→ PROBLEM TO SOLVE
Nothing but the lines from the top of the following entries through the line with "point looks along." should be printed, exactly as they are.

Dataset excerpts
= Beginning of Section =
//! Camera view points and projections.
//!
//! A [`Camera`] is a [`ViewPoint`] (where it stands and where it looks) plus a
//! [`Projection`]. The projection is a closed set of kinds; everything the kinds
//! share (aspect ratio, clip planes, view point) lives on the camera itself.

use cgmath::{Deg, InnerSpace, Matrix4, Point3, Rad, Vector3};

use crate::{
    data_structures::bounding_box::BoundingBox,
    error::{EngineError, Result},
};

/// Maps OpenGL style clip space (z in -1..1) to the 0..1 depth range used by
/// Direct3D, Vulkan, Metal and WebGPU.
#[rustfmt::skip]
pub const CLIP_SPACE_CORRECTION: Matrix4<f32> = Matrix4::new(
    1.0, 0.0, 0.0, 0.0,
    0.0, 1.0, 0.0, 0.0,
    0.0, 0.0, 0.5, 0.0,
    0.0, 0.0, 0.5, 1.0,
);

const SAFE_FRAC_PI_2: f32 = std::f32::consts::FRAC_PI_2 - 0.0001;

/// Position and orientation of a camera.
///
/// Yaw turns around the y axis (head left/right), pitch around the camera's x
/// axis (head up/down). Pitch is kept just short of straight up or down.
#[derive(Debug, Clone, Copy, PartialEq)]
pub struct ViewPoint {
    pub position: Point3<f32>,
    pub yaw: Rad<f32>,
    pub pitch: Rad<f32>,
}

impl ViewPoint {
    pub fn new<V: Into<Point3<f32>>, Y: Into<Rad<f32>>, P: Into<Rad<f32>>>(
        position: V,
        yaw: Y,
        pitch: P,
    ) -> Self {
        let pitch = pitch.into();
        Self {
            position: position.into(),
            yaw: yaw.into(),
            pitch: Rad(pitch.0.clamp(-SAFE_FRAC_PI_2, SAFE_FRAC_PI_2)),
        }
    }

    /// Unit vector the view point looks along.
    pub fn forward(&self) -> Vector3<f32> {
        let (sin_pitch, cos_pitch) = self.pitch.0.sin_cos();
        let (sin_yaw, cos_yaw) = self.yaw.0.sin_cos();
        Vector3::new(cos_pitch * cos_yaw, sin_pitch, cos_pitch * sin_yaw).normalize()
    }

    pub fn view_matrix(&self) -> Matrix4<f32> {
        Matrix4::look_to_rh(self.position, self.forward(), Vector3::unit_y())
    }
}

impl Default for ViewPoint {
    fn default() -> Self {
        // right/left, height, forward/backward - looking down onto the origin
        Self::new((0.0, 30.0, 20.0), Deg(-90.0), Deg(-60.0))
    }
}

/// The kind-specific part of a camera.
#[derive(Debug, Clone, Copy, PartialEq)]
pub enum Projection {
    /// Vertical field of view.
    Perspective { fovy: Rad<f32> },
    /// Height of the visible area in world units.
    Orthographic { height: f32 },
}

impl Projection {
    pub fn perspective<F: Into<Rad<f32>>>(fovy: F) -> Result<Self> {
        let projection = Self::Perspective { fovy: fovy.into() };
        projection.validate()?;
        Ok(projection)
    }

    pub fn orthographic(height: f32) -> Result<Self> {
        let projection = Self::Orthographic { height };
        projection.validate()?;
        Ok(projection)
    }

    /// Checks a projection built from its variants directly.
    pub fn validate(&self) -> Result<()> {
        match *self {
            Self::Perspective { fovy } if !(fovy.0 > 0.0 && fovy.0 < std::f32::consts::PI) => {
                Err(EngineError::invalid(
                    "fovy",
                    format!("field of view must lie in (0, pi), got {}", fovy.0),
                ))
            }
            Self::Orthographic { height } if !(height > 0.0 && height.is_finite()) => {
                Err(EngineError::invalid(
                    "height",
                    format!("orthographic height must be positive, got {}", height),
                ))
            }
            _ => Ok(()),
        }
    }
}

#[derive(Debug, Clone, PartialEq)]
pub struct Camera {
    view: ViewPoint,
    projection: Projection,
    aspect: f32,
    znear: f32,
    zfar: f32,
}

impl Camera {
    pub fn new(
        view: ViewPoint,
        projection: Projection,
        aspect: f32,
        znear: f32,
        zfar: f32,
    ) -> Result<Self> {
        check_aspect(aspect)?;
        projection.validate()?;
        if !(znear > 0.0 && znear < zfar && zfar.is_finite()) {
            return Err(EngineError::invalid(
                "znear",
                format!("clip planes need 0 < znear < zfar, got {}..{}", znear, zfar),
            ));
        }
        Ok(Self {
            view,
            projection,
            aspect,
            znear,
            zfar,
        })
    }

    pub fn perspective<F: Into<Rad<f32>>>(
        view: ViewPoint,
        fovy: F,
        aspect: f32,
        znear: f32,
        zfar: f32,
    ) -> Result<Self> {
        Self::new(view, Projection::perspective(fovy)?, aspect, znear, zfar)
    }

    pub fn orthographic(
        view: ViewPoint,
        height: f32,
        aspect: f32,
        znear: f32,
        zfar: f32,
    ) -> Result<Self> {
        Self::new(view, Projection::orthographic(height)?, aspect, znear, zfar)
    }

    pub fn view_point(&self) -> ViewPoint {
        self.view
    }

    pub fn set_view_point(&mut self, view: ViewPoint) {
        self.view = view;
    }

    pub fn projection(&self) -> Projection {
        self.projection
    }

    /// Replaces the projection; an invalid one leaves the camera untouched.
    pub fn set_projection(&mut self, projection: Projection) -> Result<()> {
        projection.validate()?;
        self.projection = projection;
        Ok(())
    }

    pub fn aspect(&self) -> f32 {
        self.aspect
    }

    pub fn clip_planes(&self) -> (f32, f32) {
        (self.znear, self.zfar)
    }

    /// Adapts the aspect ratio to a new surface size.
    pub fn resize(&mut self, width: u32, height: u32) -> Result<()> {
        if width == 0 || height == 0 {
            return Err(EngineError::invalid(
                "size",
                format!("surface must not be empty, got {}x{}", width, height),
            ));
        }
        self.aspect = width as f32 / height as f32;
        Ok(())
    }

    pub fn projection_matrix(&self) -> Matrix4<f32> {
        let projection = match self.projection {
            Projection::Perspective { fovy } => {
                cgmath::perspective(fovy, self.aspect, self.znear, self.zfar)
            }
            Projection::Orthographic { height } => {
                let half_h = height * 0.5;
                let half_w = half_h * self.aspect;
                cgmath::ortho(-half_w, half_w, -half_h, half_h, self.znear, self.zfar)
            }
        };
        CLIP_SPACE_CORRECTION * projection
    }

    pub fn view_projection(&self) -> Matrix4<f32> {
        self.projection_matrix() * self.view.view_matrix()
    }

    /// Moves the camera back along its viewing direction until `bounds` fits the view.
    ///
    /// Orthographic cameras additionally adapt their height to the box. The box
    /// never reaches closer than the near plane.
    pub fn frame_bounds(&mut self, bounds: &BoundingBox) {
        let radius = bounds.radius().max(f32::EPSILON);
        let center = bounds.center();
        let forward = self.view.forward();
        let distance = match self.projection {
            Projection::Perspective { fovy } => {
                let half_vertical = fovy.0 * 0.5;
                let half_horizontal = (half_vertical.tan() * self.aspect).atan();
                // the near plane must stay in front of the box
                (radius / half_vertical.min(half_horizontal).sin()).max(radius + self.znear)
            }
            Projection::Orthographic { .. } => {
                // narrow surfaces are bounded by their width
                self.projection = Projection::Orthographic {
                    height: radius * 2.0 / self.aspect.min(1.0),
                };
                radius + self.znear
            }
        };
        self.view.position = center - forward * distance;
        if distance + radius > self.zfar {
            self.zfar = distance + radius;
        }
    }
}

impl Default for Camera {
    fn default() -> Self {
        Self {
            view: ViewPoint::default(),
            projection: Projection::Perspective {
                fovy: Deg(45.0).into(),
            },
            aspect: 16.0 / 9.0,
            znear: 0.1,
            zfar: 500.0,
        }
    }
}

fn check_aspect(aspect: f32) -> Result<()> {
    if aspect > 0.0 && aspect.is_finite() {
        Ok(())
    } else {
        Err(EngineError::invalid(
            "aspect",
            format!("aspect ratio must be positive, got {}", aspect),
        ))
    }
}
= End of Section =
→ SOLUTION FOR THIS EXERCISE
//! Camera view points and projections.
//!
//! A [`Camera`] is a [`ViewPoint`] (where it stands and where it looks) plus a
//! [`Projection`]. The projection is a closed set of kinds; everything the kinds
//! share (aspect ratio, clip planes, view point) lives on the camera itself.

use cgmath::{Deg, InnerSpace, Matrix4, Point3, Rad, Vector3};

use crate::{
    data_structures::bounding_box::BoundingBox,
    error::{EngineError, Result},
};

/// Maps OpenGL style clip space (z in -1..1) to the 0..1 depth range used by
/// Direct3D, Vulkan, Metal and WebGPU.
#[rustfmt::skip]
pub const CLIP_SPACE_CORRECTION: Matrix4<f32> = Matrix4::new(
    1.0, 0.0, 0.0, 0.0,
    0.0, 1.0, 0.0, 0.0,
    0.0, 0.0, 0.5, 0.0,
    0.0, 0.0, 0.5, 1.0,
);

const SAFE_FRAC_PI_2: f32 = std::f32::consts::FRAC_PI_2 - 0.0001;

/// Position and orientation of a camera.
///
/// Yaw turns around the y axis (head left/right), pitch around the camera's x
/// axis (head up/down). Pitch is kept just short of straight up or down.
#[derive(Debug, Clone, Copy, PartialEq)]
pub struct ViewPoint {
    pub position: Point3<f32>,
    pub yaw: Rad<f32>,
    pub pitch: Rad<f32>,
}

impl ViewPoint {
    pub fn new<V: Into<Point3<f32>>, Y: Into<Rad<f32>>, P: Into<Rad<f32>>>(
        position: V,
        yaw: Y,
        pitch: P,
    ) -> Self {
        let pitch = pitch.into();
        Self {
            position: position.into(),
            yaw: yaw.into(),
            pitch: Rad(pitch.0.clamp(-SAFE_FRAC_PI_2, SAFE_FRAC_PI_2)),
        }
    }

    /// Unit vector the view point looks along.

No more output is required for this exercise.